Running backs coach AJ Steward, mostly unfamiliar with BYU 18 months ago when Sitake hired him away from Rice, said he’s learned his job description is to find “niche” players who can handle the aforementioned issues, but also have Division I football talent.

“There is a certain type of young man that we are looking for,” he said. “The off-the-field character is a big thing. Their film, it tells a story on its own, but I think the key is really getting to know a guy and really going deeper than you normally would at most programs.”

Recruiting is always going to be about relationships, but Steward said at BYU it is even more important.

“The guys that I have been able to recruit personally, I have developed really good relationships with. And when they get on campus, we already have a connection and we click,” he said. “We are all about family here, and we sell that hard.”

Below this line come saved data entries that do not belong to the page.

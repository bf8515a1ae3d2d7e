//! HTTP error mapping.

use axum::http::StatusCode;
use axum::response::{IntoResponse, Response};
use axum::Json;
use serde_json::json;
use tally_core::TallyError;
use thiserror::Error;

#[derive(Debug, Error)]
pub enum AppError {
    #[error(transparent)]
    Core(#[from] TallyError),

    #[error("session expired")]
    SessionExpired,

    /// The maintenance window ended this session.
    #[error("maintenance")]
    Maintenance,

    /// Logins are refused while maintenance is on.
    #[error("the system is under maintenance until {0}")]
    LoginSuspended(String),

    #[error("account removed")]
    AccountRemoved,
}

impl AppError {
    pub fn status(&self) -> StatusCode {
        match self {
            AppError::Core(e) => {
                StatusCode::from_u16(e.http_status()).unwrap_or(StatusCode::INTERNAL_SERVER_ERROR)
            }
            AppError::SessionExpired | AppError::Maintenance => StatusCode::UNAUTHORIZED,
            AppError::LoginSuspended(_) => StatusCode::SERVICE_UNAVAILABLE,
            AppError::AccountRemoved => StatusCode::FORBIDDEN,
        }
    }
}

impl IntoResponse for AppError {
    fn into_response(self) -> Response {
        let message = match &self {
            AppError::Core(e @ TallyError::Persistence(_)) => {
                tracing::error!(error = %e, "store failure");
                e.public_message()
            }
            AppError::Core(e) => e.public_message(),
            other => other.to_string(),
        };
        let body = json!({ "success": false, "error": message });
        (self.status(), Json(body)).into_response()
    }
}
//! Per-unit display labels, admin only. `scope` defaults to the session scope.
//!
//! POST /api/settings/monthly_title  { title, scope? }
//! POST /api/settings/stats          { title, label, scope? }

use std::sync::Arc;

use axum::{Extension, Json};
use serde::Deserialize;
use tally_core::settings::ScopeLabels;
use tally_core::types::Scope;
use tally_core::LedgerService;

use super::{ok, ApiResponse};
use crate::error::AppError;
use crate::session::CurrentUser;

#[derive(Debug, Deserialize)]
pub struct MonthlyTitleRequest {
    pub title: String,
    #[serde(default)]
    pub scope: Option<String>,
}

#[derive(Debug, Deserialize)]
pub struct StatsLabelsRequest {
    pub title: String,
    pub label: String,
    #[serde(default)]
    pub scope: Option<String>,
}

fn target_scope(current: &CurrentUser, requested: Option<&str>) -> Scope {
    requested.and_then(Scope::parse).unwrap_or(current.scope)
}

pub async fn update_monthly_title(
    Extension(service): Extension<Arc<dyn LedgerService>>,
    Extension(current): Extension<CurrentUser>,
    Json(req): Json<MonthlyTitleRequest>,
) -> Result<Json<ApiResponse<ScopeLabels>>, AppError> {
    let scope = target_scope(&current, req.scope.as_deref());
    let labels = service
        .update_monthly_title(&current.principal, scope, &req.title)
        .await?;
    Ok(ok(labels))
}

pub async fn update_stats_labels(
    Extension(service): Extension<Arc<dyn LedgerService>>,
    Extension(current): Extension<CurrentUser>,
    Json(req): Json<StatsLabelsRequest>,
) -> Result<Json<ApiResponse<ScopeLabels>>, AppError> {
    let scope = target_scope(&current, req.scope.as_deref());
    let labels = service
        .update_stats_labels(&current.principal, scope, &req.title, &req.label)
        .await?;
    Ok(ok(labels))
}
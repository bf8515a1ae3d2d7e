//! In-memory implementation of every storage port.
//!
//! Backs the server when no database is configured and drives the service
//! tests. One `RwLock` guards all tables, so each method is trivially atomic.

use std::collections::{BTreeMap, HashMap};
use std::sync::RwLock;

use anyhow::anyhow;
use async_trait::async_trait;
use chrono::Datelike;

use crate::audit::{page_offset, total_pages, AuditDraft, LogEntry, LogPage};
use crate::error::TallyError;
use crate::ports::{AuditStore, RecordStore, Result, SettingsStore, UserStore};
use crate::stats::{rank_scorers, LeaderboardEntry};
use crate::types::{
    Counters, DerivedFields, NewRecord, NewUser, Record, Role, Scope, ScopeGrant, User,
};

#[derive(Debug, Default)]
struct MemoryState {
    users: BTreeMap<i64, User>,
    records: BTreeMap<i64, Record>,
    logs: Vec<LogEntry>,
    settings: HashMap<String, String>,
    next_user_id: i64,
    next_record_id: i64,
    next_log_id: i64,
}

impl MemoryState {
    fn append_log(&mut self, draft: AuditDraft) {
        self.next_log_id += 1;
        let time = draft.time_text();
        self.logs.push(LogEntry {
            id: self.next_log_id,
            action: draft.action.as_str().to_string(),
            record_id: draft.record_id,
            actor: draft.actor,
            time,
            details: draft.details,
        });
    }

    fn insert_user(&mut self, user: &NewUser) -> User {
        self.next_user_id += 1;
        let row = User {
            id: self.next_user_id,
            username: user.username.clone(),
            password: user.password.clone(),
            role: user.role,
            scope_grant: user.scope_grant,
        };
        self.users.insert(row.id, row.clone());
        row
    }
}

#[derive(Debug, Default)]
pub struct MemoryStores {
    inner: RwLock<MemoryState>,
}

impl MemoryStores {
    pub fn new() -> Self {
        Self::default()
    }

    /// Every log entry, oldest first. For assertions in tests.
    pub fn all_logs(&self) -> Result<Vec<LogEntry>> {
        let state = self.inner.read().map_err(|e| anyhow!("Lock: {}", e))?;
        Ok(state.logs.clone())
    }
}

#[async_trait]
impl UserStore for MemoryStores {
    async fn find_user_by_name(&self, username: &str) -> Result<Option<User>> {
        let state = self.inner.read().map_err(|e| anyhow!("Lock: {}", e))?;
        Ok(state
            .users
            .values()
            .find(|u| u.username == username)
            .cloned())
    }

    async fn get_user(&self, user_id: i64) -> Result<Option<User>> {
        let state = self.inner.read().map_err(|e| anyhow!("Lock: {}", e))?;
        Ok(state.users.get(&user_id).cloned())
    }

    async fn list_users(&self) -> Result<Vec<User>> {
        let state = self.inner.read().map_err(|e| anyhow!("Lock: {}", e))?;
        Ok(state.users.values().cloned().collect())
    }

    async fn insert_user(&self, user: &NewUser, audit: AuditDraft) -> Result<User> {
        let mut state = self.inner.write().map_err(|e| anyhow!("Lock: {}", e))?;
        if state.users.values().any(|u| u.username == user.username) {
            return Err(TallyError::Conflict(format!(
                "username '{}' already exists",
                user.username
            )));
        }
        let row = state.insert_user(user);
        state.append_log(audit);
        Ok(row)
    }

    async fn update_user_access(
        &self,
        user_id: i64,
        role: Role,
        scope_grant: ScopeGrant,
        audit: AuditDraft,
    ) -> Result<()> {
        let mut state = self.inner.write().map_err(|e| anyhow!("Lock: {}", e))?;
        let user = state
            .users
            .get_mut(&user_id)
            .ok_or_else(|| TallyError::NotFound(format!("user {user_id}")))?;
        user.role = role;
        user.scope_grant = scope_grant;
        state.append_log(audit);
        Ok(())
    }

    async fn delete_user(&self, user_id: i64, audit: AuditDraft) -> Result<()> {
        let mut state = self.inner.write().map_err(|e| anyhow!("Lock: {}", e))?;
        if state.users.remove(&user_id).is_none() {
            return Err(TallyError::NotFound(format!("user {user_id}")));
        }
        state.append_log(audit);
        Ok(())
    }

    async fn ensure_root(&self, username: &str, password: &str) -> Result<()> {
        let mut state = self.inner.write().map_err(|e| anyhow!("Lock: {}", e))?;
        if let Some(root) = state.users.values_mut().find(|u| u.username == username) {
            root.role = Role::Admin;
            root.scope_grant = ScopeGrant::All;
            return Ok(());
        }
        state.insert_user(&NewUser {
            username: username.to_string(),
            password: password.to_string(),
            role: Role::Admin,
            scope_grant: ScopeGrant::All,
        });
        Ok(())
    }
}

#[async_trait]
impl RecordStore for MemoryStores {
    async fn insert_record(&self, record: &NewRecord, audit: AuditDraft) -> Result<Record> {
        let mut state = self.inner.write().map_err(|e| anyhow!("Lock: {}", e))?;
        state.next_record_id += 1;
        let row = Record {
            id: state.next_record_id,
            scope: record.scope,
            position: record.position,
            name: record.name.clone(),
            counters: record.counters,
            derived: record.derived,
            created_at: record.created_at,
        };
        state.records.insert(row.id, row.clone());
        state.append_log(audit.for_record(row.id));
        Ok(row)
    }

    async fn get_record(&self, record_id: i64) -> Result<Option<Record>> {
        let state = self.inner.read().map_err(|e| anyhow!("Lock: {}", e))?;
        Ok(state.records.get(&record_id).cloned())
    }

    async fn list_records(&self, scope: Scope) -> Result<Vec<Record>> {
        let state = self.inner.read().map_err(|e| anyhow!("Lock: {}", e))?;
        let mut rows: Vec<Record> = state
            .records
            .values()
            .filter(|r| r.scope == scope)
            .cloned()
            .collect();
        rows.sort_by(|a, b| {
            a.position
                .display_rank()
                .cmp(&b.position.display_rank())
                .then_with(|| b.derived.score.cmp(&a.derived.score))
                .then_with(|| a.id.cmp(&b.id))
        });
        Ok(rows)
    }

    async fn update_record(&self, record: &Record, audit: AuditDraft) -> Result<()> {
        let mut state = self.inner.write().map_err(|e| anyhow!("Lock: {}", e))?;
        let row = state
            .records
            .get_mut(&record.id)
            .filter(|r| r.scope == record.scope)
            .ok_or_else(|| TallyError::NotFound(format!("record {}", record.id)))?;
        row.position = record.position;
        row.name = record.name.clone();
        row.counters = record.counters;
        row.derived = record.derived;
        state.append_log(audit);
        Ok(())
    }

    async fn delete_record(&self, record_id: i64, scope: Scope, audit: AuditDraft) -> Result<()> {
        let mut state = self.inner.write().map_err(|e| anyhow!("Lock: {}", e))?;
        match state.records.get(&record_id) {
            Some(r) if r.scope == scope => {}
            _ => return Err(TallyError::NotFound(format!("record {record_id}"))),
        }
        state.records.remove(&record_id);
        state.append_log(audit);
        Ok(())
    }

    async fn reset_scores(&self, scope: Scope, audit: AuditDraft) -> Result<u64> {
        let mut state = self.inner.write().map_err(|e| anyhow!("Lock: {}", e))?;
        let mut affected = 0u64;
        for row in state.records.values_mut().filter(|r| r.scope == scope) {
            row.counters = Counters::default();
            row.derived = DerivedFields::default();
            affected += 1;
        }
        state.append_log(audit.with_affected(affected));
        Ok(affected)
    }

    async fn purge_records(&self, scopes: &[Scope], audit: AuditDraft) -> Result<u64> {
        let mut state = self.inner.write().map_err(|e| anyhow!("Lock: {}", e))?;
        let doomed: Vec<i64> = state
            .records
            .values()
            .filter(|r| scopes.contains(&r.scope))
            .map(|r| r.id)
            .collect();
        for id in &doomed {
            state.records.remove(id);
        }
        state
            .logs
            .retain(|entry| entry.record_id.map_or(true, |id| !doomed.contains(&id)));
        let affected = doomed.len() as u64;
        state.append_log(audit.with_affected(affected));
        Ok(affected)
    }

    async fn monthly_case_totals(&self, year: i32, scope: Option<Scope>) -> Result<Vec<(u32, i64)>> {
        let state = self.inner.read().map_err(|e| anyhow!("Lock: {}", e))?;
        let mut sums: BTreeMap<u32, i64> = BTreeMap::new();
        for r in state.records.values() {
            if r.created_at.year() != year || scope.is_some_and(|s| s != r.scope) {
                continue;
            }
            *sums.entry(r.created_at.month()).or_default() += r.derived.case_total;
        }
        Ok(sums.into_iter().collect())
    }

    async fn top_scorers(&self, scope: Option<Scope>, limit: u32) -> Result<Vec<LeaderboardEntry>> {
        let state = self.inner.read().map_err(|e| anyhow!("Lock: {}", e))?;
        let rows = state
            .records
            .values()
            .filter(|r| scope.map_or(true, |s| s == r.scope))
            .map(|r| (r.name.as_str(), r.derived.score));
        Ok(rank_scorers(rows, limit))
    }
}

#[async_trait]
impl AuditStore for MemoryStores {
    async fn log_page(&self, page: u32, page_size: u32) -> Result<LogPage> {
        let state = self.inner.read().map_err(|e| anyhow!("Lock: {}", e))?;
        let total = state.logs.len() as u64;
        let entries = state
            .logs
            .iter()
            .rev()
            .skip(page_offset(page, page_size) as usize)
            .take(page_size as usize)
            .cloned()
            .collect();
        Ok(LogPage {
            entries,
            page,
            page_size,
            total,
            total_pages: total_pages(total, page_size),
        })
    }
}

#[async_trait]
impl SettingsStore for MemoryStores {
    async fn get_settings(&self, keys: &[String]) -> Result<HashMap<String, String>> {
        let state = self.inner.read().map_err(|e| anyhow!("Lock: {}", e))?;
        Ok(keys
            .iter()
            .filter_map(|k| state.settings.get(k).map(|v| (k.clone(), v.clone())))
            .collect())
    }

    async fn put_settings(&self, entries: &[(String, String)], audit: AuditDraft) -> Result<()> {
        let mut state = self.inner.write().map_err(|e| anyhow!("Lock: {}", e))?;
        for (key, value) in entries {
            state.settings.insert(key.clone(), value.clone());
        }
        state.append_log(audit);
        Ok(())
    }

    async fn seed_settings(&self, entries: &[(String, String)]) -> Result<()> {
        let mut state = self.inner.write().map_err(|e| anyhow!("Lock: {}", e))?;
        for (key, value) in entries {
            state
                .settings
                .entry(key.clone())
                .or_insert_with(|| value.clone());
        }
        Ok(())
    }
}
use axum::Json;
use serde_json::{json, Value};

pub async fn health() -> Json<Value> {
    Json(json!({ "status": "ok" }))
}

Wide receivers coach Fesi Sitake, who played for SUU and coached there and at Weber State before joining his cousin Kalani Sitake at BYU in 2018, said the factors that the other coaches talked about are all legitimate, but the biggest thing he has learned about recruiting to BYU is that winning is still the primary motivator.

“You are going to attract players to the level that you are playing at,” he said. “At BYU, I don’t think that will ever change. When we are at our highest of highs, we are going to have guys banging at the door to come here. When we are trying to figure ourselves out and might have hit a little bit of a low [point], that is going to make getting the right guys here that we want more difficult.”

One such case is elite LDS quarterback Tanner McKee, who signed with Stanford in February of 2018 after BYU coaches believed he was headed their way in the summer of 2017. BYU went 4-9 in 2018, offensive coordinator Ty Detmer was dismissed, and McKee ended up elsewhere.

“As long as we win and score points and are entertaining to watch, we are always going to be able to get a good majority of guys who are high-profile players who want to be here, and we aren’t going to have to fight too hard to get those guys,” Fesi Sitake said.